TIK I don’t know too much on the Weimar Republic to analyze that in depth. From what I read from Wolfram Wette’s “Myth of the Wehrmacht,” it is stated that much of the Army, in particular the Officer corps, did not support the Republic. I agree that the Great Depression had world wide economic repercussions. I’d argue that the factors above influenced the German people. The Republic May have had better policies to fix the problems on the way, but perception is different from reality. I’d state that factor in the Army’s stance on the republic, and it would curve to the path of National Socialism. It may not be the best argument I have, but if the general public feel the current form of government isn’t working, in conjunction with economic struggle, then there will be a clamor for a new form. I need to further read up on this though, my books right now are on holocaust denial and the Eastern Front.
@@TheImperatorKnight Economy is one and the only trigger for any war. Well fed and satisfied people never want to fight a war, but ruined economy is a disaster waiting to happen.
That should be a history lesson No.1 for everyone to learn.
Merry Christmas everyone.
@@damyr This is not true. Status is a fundamental human need (to some people beyond self preservation) and thus many well fed and satisfied people through history have gone to war for status. Status itself has many forms, there is status through possession (wars for financial gain), status with the gods (holy wars), status of the family (honour wars), status of the nation (patriotic wars). Personal and civic status has been the driving factor of most human warfare since the bronze age. National status was added once nationalism became a thing.

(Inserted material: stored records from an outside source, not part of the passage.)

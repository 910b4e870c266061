//! Event deduplication.
//!
//! A candidate is accepted only when no event with the same
//! (camera, zone, rule, object) key was accepted within the window. The
//! window slides: it restarts from each accepted event's timestamp, and
//! suppressed candidates do not extend it.

use std::collections::HashMap;

use crate::detect::ObjectClass;
use crate::{CameraId, CandidateEvent, RuleType, ZoneId};

pub const DEFAULT_DEDUP_WINDOW_MS: u64 = 5_000;

#[derive(Clone, Copy, Debug, PartialEq, Eq, Hash)]
pub struct DedupKey {
    pub camera_id: CameraId,
    pub zone_id: ZoneId,
    pub rule_type: RuleType,
    pub object_type: ObjectClass,
}

impl From<&CandidateEvent> for DedupKey {
    fn from(candidate: &CandidateEvent) -> Self {
        Self {
            camera_id: candidate.camera_id,
            zone_id: candidate.zone_id,
            rule_type: candidate.rule_type,
            object_type: candidate.object_type,
        }
    }
}

/// Last accepted timestamp per key. Owned by one camera's inference worker.
#[derive(Debug, Default)]
pub struct Deduplicator {
    last_accepted: HashMap<DedupKey, u64>,
    accepted: u64,
    suppressed: u64,
}

impl Deduplicator {
    pub fn new() -> Self {
        Self::default()
    }

    /// Returns true when the candidate should be forwarded to the sink.
    pub fn accept(&mut self, candidate: &CandidateEvent, window_ms: u64) -> bool {
        let key = DedupKey::from(candidate);
        let at = candidate.detected_at_ms;
        if let Some(&last) = self.last_accepted.get(&key) {
            if at < last.saturating_add(window_ms) {
                self.suppressed += 1;
                return false;
            }
        }
        self.last_accepted.insert(key, at);
        self.accepted += 1;
        true
    }

    /// Drop keys whose window has lapsed; they can no longer suppress anything.
    pub fn prune(&mut self, now_ms: u64, window_ms: u64) {
        self.last_accepted
            .retain(|_, last| last.saturating_add(window_ms) > now_ms);
    }

    /// Forget every key for a zone (zone deleted or replaced).
    pub fn forget_zone(&mut self, zone_id: ZoneId) {
        self.last_accepted.retain(|key, _| key.zone_id != zone_id);
    }

    pub fn len(&self) -> usize {
        self.last_accepted.len()
    }

    pub fn is_empty(&self) -> bool {
        self.last_accepted.is_empty()
    }

    pub fn accepted(&self) -> u64 {
        self.accepted
    }

    pub fn suppressed(&self) -> u64 {
        self.suppressed
    }
}

#[cfg(test)]
mod tests {
    use super::*;
    use crate::detect::BoundingBox;
    use crate::Priority;

    fn candidate(zone: i64, rule: RuleType, object: ObjectClass, at: u64) -> CandidateEvent {
        CandidateEvent {
            camera_id: CameraId(1),
            zone_id: ZoneId(zone),
            rule_type: rule,
            object_type: object,
            confidence: 0.8,
            detected_at_ms: at,
            snapshot_ref: String::new(),
            priority: Priority::High,
            dwell_ms: None,
            bbox: BoundingBox::default(),
        }
    }

    #[test]
    fn repeats_inside_window_are_suppressed() {
        let mut dedup = Deduplicator::new();
        let window = DEFAULT_DEDUP_WINDOW_MS;
        assert!(dedup.accept(&candidate(1, RuleType::Intrusion, ObjectClass::Person, 0), window));
        assert!(!dedup.accept(&candidate(1, RuleType::Intrusion, ObjectClass::Person, 4_999), window));
        assert!(dedup.accept(&candidate(1, RuleType::Intrusion, ObjectClass::Person, 5_000), window));
        assert_eq!(dedup.accepted(), 2);
        assert_eq!(dedup.suppressed(), 1);
    }

    #[test]
    fn suppressed_candidates_do_not_extend_the_window() {
        let mut dedup = Deduplicator::new();
        let window = 5_000;
        assert!(dedup.accept(&candidate(1, RuleType::Intrusion, ObjectClass::Person, 0), window));
        for at in (100..5_000).step_by(100) {
            assert!(!dedup.accept(&candidate(1, RuleType::Intrusion, ObjectClass::Person, at), window));
        }
        assert!(dedup.accept(&candidate(1, RuleType::Intrusion, ObjectClass::Person, 5_000), window));
    }

    #[test]
    fn distinct_keys_are_independent() {
        let mut dedup = Deduplicator::new();
        let window = 5_000;
        assert!(dedup.accept(&candidate(1, RuleType::Intrusion, ObjectClass::Person, 0), window));
        assert!(dedup.accept(&candidate(2, RuleType::Intrusion, ObjectClass::Person, 0), window));
        assert!(dedup.accept(&candidate(1, RuleType::Loitering, ObjectClass::Person, 0), window));
        assert!(dedup.accept(&candidate(1, RuleType::Intrusion, ObjectClass::Vehicle, 0), window));
        assert_eq!(dedup.len(), 4);
    }

    #[test]
    fn accepted_events_are_spaced_by_the_window() {
        let mut dedup = Deduplicator::new();
        let window = 5_000;
        let mut accepted_at = Vec::new();
        // Candidate every 150 ms for a minute.
        for at in (0..60_000).step_by(150) {
            if dedup.accept(&candidate(1, RuleType::Intrusion, ObjectClass::Person, at), window) {
                accepted_at.push(at);
            }
        }
        assert!(accepted_at.len() > 1);
        for pair in accepted_at.windows(2) {
            assert!(pair[1] - pair[0] >= window);
        }
    }

    #[test]
    fn prune_and_forget_release_keys() {
        let mut dedup = Deduplicator::new();
        dedup.accept(&candidate(1, RuleType::Intrusion, ObjectClass::Person, 0), 5_000);
        dedup.accept(&candidate(2, RuleType::Intrusion, ObjectClass::Person, 4_000), 5_000);
        dedup.prune(6_000, 5_000);
        assert_eq!(dedup.len(), 1);
        dedup.forget_zone(ZoneId(2));
        assert!(dedup.is_empty());
    }
}
//! Frames and the per-camera frame queue.
//!
//! - `Frame`: one decoded image plus capture metadata. Owned by exactly one
//!   queue slot until the inference worker takes it; dropped after inference.
//! - `FrameQueue`: bounded hand-off between capture and inference.
//!
//! The queue is the backpressure contract of the pipeline: capture never
//! blocks, occupancy never exceeds capacity, and inference always receives the
//! most recent frame available when it asks.

use sha2::{Digest, Sha256};
use std::collections::VecDeque;
use std::sync::atomic::{AtomicU64, AtomicUsize, Ordering};
use std::sync::{Condvar, Mutex, MutexGuard};
use std::time::{Duration, Instant};

use crate::CameraId;

/// Default frame queue capacity.
pub const DEFAULT_QUEUE_CAPACITY: usize = 3;

// ----------------------------------------------------------------------------
// Frame
// ----------------------------------------------------------------------------

/// Decoded frame. Not `Clone`: a frame moves from source to queue to detector.
pub struct Frame {
    pub camera_id: CameraId,
    /// Monotonically increasing per camera, across reconnects.
    pub seq: u64,
    /// Wall-clock capture time (ms since epoch).
    pub captured_at_ms: u64,
    pub width: u32,
    pub height: u32,
    data: Vec<u8>,
}

impl Frame {
    pub fn new(
        camera_id: CameraId,
        seq: u64,
        captured_at_ms: u64,
        width: u32,
        height: u32,
        data: Vec<u8>,
    ) -> Self {
        Self {
            camera_id,
            seq,
            captured_at_ms,
            width,
            height,
            data,
        }
    }

    /// Packed RGB pixels, row-major.
    pub fn pixels(&self) -> &[u8] {
        &self.data
    }

    /// Content-addressed reference recorded on events produced from this frame.
    ///
    /// The image itself is not written anywhere.
    pub fn snapshot_ref(&self) -> String {
        let mut hasher = Sha256::new();
        hasher.update(self.camera_id.0.to_le_bytes());
        hasher.update(self.seq.to_le_bytes());
        hasher.update(&self.data);
        let digest = hasher.finalize();
        format!(
            "snapshot:{}:{}:{}",
            self.camera_id,
            self.seq,
            hex::encode(&digest[..8])
        )
    }
}

impl std::fmt::Debug for Frame {
    fn fmt(&self, f: &mut std::fmt::Formatter<'_>) -> std::fmt::Result {
        f.debug_struct("Frame")
            .field("camera_id", &self.camera_id)
            .field("seq", &self.seq)
            .field("captured_at_ms", &self.captured_at_ms)
            .field("width", &self.width)
            .field("height", &self.height)
            .field("bytes", &self.data.len())
            .finish()
    }
}

// ----------------------------------------------------------------------------
// FrameQueue
// ----------------------------------------------------------------------------

#[derive(Clone, Copy, Debug, PartialEq, Eq)]
pub enum PushOutcome {
    Queued,
    /// Queue was full; the oldest frame was evicted to make room.
    DroppedOldest,
    /// Queue has been closed; the frame was discarded.
    Closed,
}

struct QueueState {
    frames: VecDeque<Frame>,
    closed: bool,
}

/// Bounded drop-oldest queue between a camera's capture and inference workers.
///
/// - `push` never blocks. When full, the oldest frame is evicted.
/// - `pop` blocks until a frame arrives or the queue is closed. It returns the
///   newest frame and discards the older ones, which are stale by definition.
/// - `close` wakes any waiter and discards everything still queued.
pub struct FrameQueue {
    state: Mutex<QueueState>,
    ready: Condvar,
    capacity: usize,
    /// Mirror of `frames.len()`, readable without the lock.
    depth: AtomicUsize,
    pushed: AtomicU64,
    dropped: AtomicU64,
}

impl FrameQueue {
    pub fn new(capacity: usize) -> Self {
        let capacity = capacity.max(1);
        Self {
            state: Mutex::new(QueueState {
                frames: VecDeque::with_capacity(capacity),
                closed: false,
            }),
            ready: Condvar::new(),
            capacity,
            depth: AtomicUsize::new(0),
            pushed: AtomicU64::new(0),
            dropped: AtomicU64::new(0),
        }
    }

    fn lock(&self) -> MutexGuard<'_, QueueState> {
        // Queue state stays consistent across a panicking holder: every
        // mutation is a single VecDeque call.
        self.state.lock().unwrap_or_else(|poisoned| poisoned.into_inner())
    }

    pub fn push(&self, frame: Frame) -> PushOutcome {
        let mut state = self.lock();
        if state.closed {
            return PushOutcome::Closed;
        }
        let mut outcome = PushOutcome::Queued;
        while state.frames.len() >= self.capacity {
            state.frames.pop_front();
            self.dropped.fetch_add(1, Ordering::Relaxed);
            outcome = PushOutcome::DroppedOldest;
        }
        state.frames.push_back(frame);
        self.pushed.fetch_add(1, Ordering::Relaxed);
        self.depth.store(state.frames.len(), Ordering::Relaxed);
        drop(state);
        self.ready.notify_one();
        outcome
    }

    /// Block until a frame is available. Returns `None` once the queue is closed.
    pub fn pop(&self) -> Option<Frame> {
        let mut state = self.lock();
        loop {
            if state.closed {
                return None;
            }
            if let Some(frame) = self.take_newest(&mut state) {
                return Some(frame);
            }
            state = self
                .ready
                .wait(state)
                .unwrap_or_else(|poisoned| poisoned.into_inner());
        }
    }

    /// Like `pop`, but gives up after `timeout`.
    pub fn pop_timeout(&self, timeout: Duration) -> Option<Frame> {
        let deadline = Instant::now() + timeout;
        let mut state = self.lock();
        loop {
            if state.closed {
                return None;
            }
            if let Some(frame) = self.take_newest(&mut state) {
                return Some(frame);
            }
            let now = Instant::now();
            if now >= deadline {
                return None;
            }
            let (guard, _) = self
                .ready
                .wait_timeout(state, deadline - now)
                .unwrap_or_else(|poisoned| poisoned.into_inner());
            state = guard;
        }
    }

    fn take_newest(&self, state: &mut QueueState) -> Option<Frame> {
        let newest = state.frames.pop_back()?;
        let stale = state.frames.len() as u64;
        if stale > 0 {
            state.frames.clear();
            self.dropped.fetch_add(stale, Ordering::Relaxed);
        }
        self.depth.store(0, Ordering::Relaxed);
        Some(newest)
    }

    /// Close the queue, discard queued frames and wake the consumer.
    pub fn close(&self) {
        let mut state = self.lock();
        state.closed = true;
        state.frames.clear();
        self.depth.store(0, Ordering::Relaxed);
        drop(state);
        self.ready.notify_all();
    }

    pub fn is_closed(&self) -> bool {
        self.lock().closed
    }

    /// Current occupancy, sampled without taking the lock.
    pub fn depth(&self) -> usize {
        self.depth.load(Ordering::Relaxed)
    }

    pub fn capacity(&self) -> usize {
        self.capacity
    }

    /// Frames evicted on overflow or discarded as stale at dequeue.
    pub fn dropped(&self) -> u64 {
        self.dropped.load(Ordering::Relaxed)
    }

    pub fn pushed(&self) -> u64 {
        self.pushed.load(Ordering::Relaxed)
    }
}

impl Default for FrameQueue {
    fn default() -> Self {
        Self::new(DEFAULT_QUEUE_CAPACITY)
    }
}

// ----------------------------------------------------------------------------
// Tests
// ----------------------------------------------------------------------------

Generally people who are hungry and dissatisfied do not go to war since war is wasteful and humans do not generally want to increase their level of discomfort even for gain in status. There are exceptions but usually only in desperate circumstances (survival raiding by nomads in harsh winters for example). So WW1 ended because the German peoples discomfort outweighed the perceived status loss attributed to defeat. The German soldier who experienced the status loss and had not actually experienced the discomfort (relatively speaking) did not buy that.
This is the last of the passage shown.